O Estado de S. Paulo

Morre uma das maiores sopranos do mundo

Música. Cantora fez carreira diversific­ada e se tornou ícone da cultura dos EUA

- João Luiz Sampaio ESPECIAL PARA O ESTADO

“E minha alma, sem amarras, deseja flutuar com as asas livres para, na esfera mágica da noite, viver uma vida profunda e múltipla”. Na música que o compositor Richard Strauss escreveu para os versos de Herman Hesse, há um momento em que, depois de uma passagem apenas orquestral, a voz ressurge num crescendo quase místico. Jessye Norman fazia dele uma experiênci­a única. O volume da voz era impression­ante, mas era mais: uma espécie de energia vital que marcava tudo o que ela fazia, da música germânica ao jazz ou aos grandes papéis de ópera.

Norman morreu ontem, aos 74 anos. Desde 2015, lutava com as consequênc­ias de uma queda da qual nunca se recuperou. Deixa um legado de gravações impression­ante, de um repertório que sempre fugiu do óbvio e fez dela uma das principais cantoras líricas da sua geração, durante anos a grande representa­nte do canto norte-americano.

Norman nasceu em Augusta, na Geórgia, sul dos Estados Unidos, nos anos 1950, quando ainda vigoravam as Leis de Jim Crow, conjunto de legislaçõe­s locais promulgada­s por Estados sulistas que determinav­am a segregação racial e limitavam os direitos civis de afro-americanos.

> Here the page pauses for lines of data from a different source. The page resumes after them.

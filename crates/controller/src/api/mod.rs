// SPDX-License-Identifier: BUSL-1.1
// Copyright (c) 2026 Alfred Jean LLC

//! Supervisory HTTP + WebSocket API.
//!
//! All endpoints are non-blocking: they enqueue commands onto the
//! supervisor's command channel and answer once the command is accepted,
//! not when it completes.

pub mod http;
pub mod ws;

use std::time::Duration;

use axum::routing::{get, post};
use axum::Router;
use tower_http::cors::CorsLayer;
use tower_http::timeout::TimeoutLayer;

use crate::supervisor::SupervisorHandle;

/// Deadline on every HTTP handler.
const HANDLER_TIMEOUT: Duration = Duration::from_secs(5);

/// Build the axum `Router` with every supervisory route.
pub fn build_router(handle: SupervisorHandle) -> Router {
    Router::new()
        // Health and status
        .route("/health", get(http::health))
        .route("/status", get(http::status))
        // Lifecycle control
        .route("/control/start", post(http::control_start))
        .route("/control/stop", post(http::control_stop))
        .route("/control/emergency_stop", post(http::control_emergency_stop))
        .route("/control/reset", post(http::control_reset))
        // Maintenance actuation
        .route("/motor/activate_group", post(http::motor_activate_group))
        // Direct belt control
        .route("/belt/start_forward", post(http::belt_start_forward))
        .route("/belt/start_backward", post(http::belt_start_backward))
        .route("/belt/stop", post(http::belt_stop))
        .route("/belt/set_speed", post(http::belt_set_speed))
        // Manual classification
        .route("/diverters/classify", post(http::diverters_classify))
        // Dashboard stream
        .route("/ws/dashboard", get(ws::dashboard_handler))
        .layer(TimeoutLayer::new(HANDLER_TIMEOUT))
        .layer(CorsLayer::permissive())
        .with_state(handle)
}
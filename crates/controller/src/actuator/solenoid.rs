// SPDX-License-Identifier: BUSL-1.1
// Copyright (c) 2026 Alfred Jean LLC

//! Single-solenoid driver: output high for the duration, then low.
//!
//! Release is guaranteed on every exit path, including cancellation of the
//! activate future mid-hold.

use std::sync::atomic::{AtomicBool, Ordering};
use std::time::Duration;

use parking_lot::Mutex;
use tokio::time::Instant;

use crate::actuator::{Actuator, ActuatorKind, ActuatorStatus};
use crate::error::ActuatorError;
use crate::hal::DigitalOut;

pub struct Solenoid {
    line: DigitalOut,
    active: AtomicBool,
    last_fire: Mutex<Option<Instant>>,
}

impl Solenoid {
    pub fn new(line: DigitalOut) -> Self {
        Self { line, active: AtomicBool::new(false), last_fire: Mutex::new(None) }
    }

    pub fn pin(&self) -> u8 {
        self.line.pin()
    }

    pub fn is_active(&self) -> bool {
        self.active.load(Ordering::Acquire)
    }
}

/// Drives the line low when dropped, so a cancelled hold still releases.
struct ReleaseGuard<'a> {
    solenoid: &'a Solenoid,
}

impl Drop for ReleaseGuard<'_> {
    fn drop(&mut self) {
        let _ = self.solenoid.line.write(false);
        self.solenoid.active.store(false, Ordering::Release);
    }
}

impl Actuator for Solenoid {
    /// Energise for `duration`. `intensity_pct` is ignored: a solenoid is
    /// binary.
    async fn activate(&self, duration: Duration, _intensity_pct: f64) -> Result<(), ActuatorError> {
        if self.active.swap(true, Ordering::AcqRel) {
            return Err(ActuatorError::Busy);
        }
        let guard = ReleaseGuard { solenoid: self };
        self.line.write(true)?;
        *self.last_fire.lock() = Some(Instant::now());

        tokio::time::sleep(duration).await;

        // A concurrent deactivate (emergency-stop) already cleared the flag;
        // report the cut-short hold as cancelled.
        let cancelled = !self.active.load(Ordering::Acquire);
        drop(guard);
        if cancelled {
            Err(ActuatorError::Cancelled)
        } else {
            Ok(())
        }
    }

    async fn deactivate(&self) -> Result<(), ActuatorError> {
        self.line.write(false)?;
        self.active.store(false, Ordering::Release);
        Ok(())
    }

    fn status(&self) -> ActuatorStatus {
        ActuatorStatus {
            kind: ActuatorKind::Solenoid,
            active: self.active.load(Ordering::Acquire),
            last_fire_ts: *self.last_fire.lock(),
        }
    }
}

#[cfg(test)]
#[path = "solenoid_tests.rs"]
mod tests;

Em sua biografia, Stand Up Straight and Sing!, ela conta que, no ambiente familiar, era a música que protegia as crianças da realidade do mundo. Mas o canto ela descobriri­a ao ouvir a contralto Marian Anderson. Primeira soprano americana a cantar no Metropolit­an Opera House de Nova York, ela foi proibida de se apresentar em um concerto promovido pelas Filhas da Revolução Americana. Ao saber da notícia, a primeira-dama Eleanor Roosevelt deixou a associação e ajudou a promover um recital ao ar livre no Lincoln Memorial, assistido por 75 mil pessoas.

“Não há um dia em que eu não reconheça a influência dela na minha vida”, disse Norman ao Estado em uma entrevista de outubro de 2010. “E não só dela. Nina Simone, Ella Fitzgerald, Lena Horne. Não se trata apenas da importânci­a musical, mas também dos exemplos de vida. Elas foram monumentos à luta das mulheres.” Para Norman, foram “ícones e guias” – como ela mesma se tornaria.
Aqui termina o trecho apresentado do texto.